■ **What you have to do**
For the data below, report how many lines include the word "NotQuotable", and write nothing else.

■ **Material supplied**

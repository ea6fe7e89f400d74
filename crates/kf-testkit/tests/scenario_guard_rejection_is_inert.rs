//! Scenario: rejected commands change nothing
//!
//! # Invariants under test
//!
//! 1. GenerateQuote with compliance warnings is refused before any oracle
//!    is consulted, and the refusal lists the warnings.
//! 2. A command from the wrong status leaves status, audit, quote and
//!    `updatedAt` exactly as they were.
//! 3. Spec edits are refused once a quote has been sent.

use std::sync::Arc;

use kf_engine::{Command, GuardViolation};
use kf_schemas::OrderStatus;
use kf_testkit::{memory_engine, name_client, ScriptedOracle};

#[tokio::test]
async fn warnings_block_quote_before_pricing() {
    let oracle = ScriptedOracle::new(vec![]);
    let mut e = memory_engine(Arc::new(oracle.clone()));
    name_client(&mut e);
    e.edit_spec(|s| s.extended.ports.hdmi_out = Some(0)).unwrap();
    assert_eq!(e.warnings().len(), 1);
    let before = e.current().clone();

    match e.generate_quote().await {
        Err(GuardViolation::NotQuotable { warnings }) => {
            assert_eq!(
                warnings,
                vec!["At least one HDMI output is required for the video signal path"]
            );
        }
        other => panic!("expected NotQuotable, got {other:?}"),
    }
    assert_eq!(oracle.calls(), 0);
    assert_eq!(e.current(), &before);
}

#[tokio::test]
async fn ceo_approve_from_intake_is_refused_without_side_effects() {
    let mut e = memory_engine(Arc::new(ScriptedOracle::new(vec![])));
    name_client(&mut e);
    let before = e.current().clone();

    let err = e.ceo_approve("CEO", "looks fine").unwrap_err();
    assert_eq!(
        err,
        GuardViolation::WrongStatus {
            command: Command::CeoApprove,
            actual: OrderStatus::Intake
        }
    );
    assert_eq!(
        err.to_string(),
        "CEOApprove requires status CLIENT_ACCEPTED (current: INTAKE)"
    );
    assert_eq!(e.current(), &before);

    assert!(e.client_accept(None).is_err());
    assert!(e.place_vendor_order("Acme", "", "").is_err());
    assert!(e.update_fulfillment(Default::default()).is_err());
    assert_eq!(e.current(), &before);
}

#[tokio::test]
async fn spec_is_locked_after_quote() {
    let mut e = memory_engine(Arc::new(kf_pricing::LocalHeuristicOracle));
    name_client(&mut e);
    e.generate_quote().await.unwrap();
    let before = e.current().clone();

    let err = e.edit_spec(|s| s.logo_text = "NEW".to_string()).unwrap_err();
    assert_eq!(
        err,
        GuardViolation::SpecLocked {
            status: OrderStatus::QuoteSent
        }
    );
    assert_eq!(e.current(), &before);
}

#[tokio::test]
async fn vendor_order_needs_a_vendor() {
    let mut e = memory_engine(Arc::new(kf_pricing::LocalHeuristicOracle));
    name_client(&mut e);
    e.generate_quote().await.unwrap();
    e.client_accept(None).unwrap();
    e.ceo_approve("CEO", "").unwrap();
    let before = e.current().clone();

    assert_eq!(
        e.place_vendor_order("   ", "PO-1", ""),
        Err(GuardViolation::VendorMissing)
    );
    assert_eq!(e.current(), &before);
}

■ **Task response**
2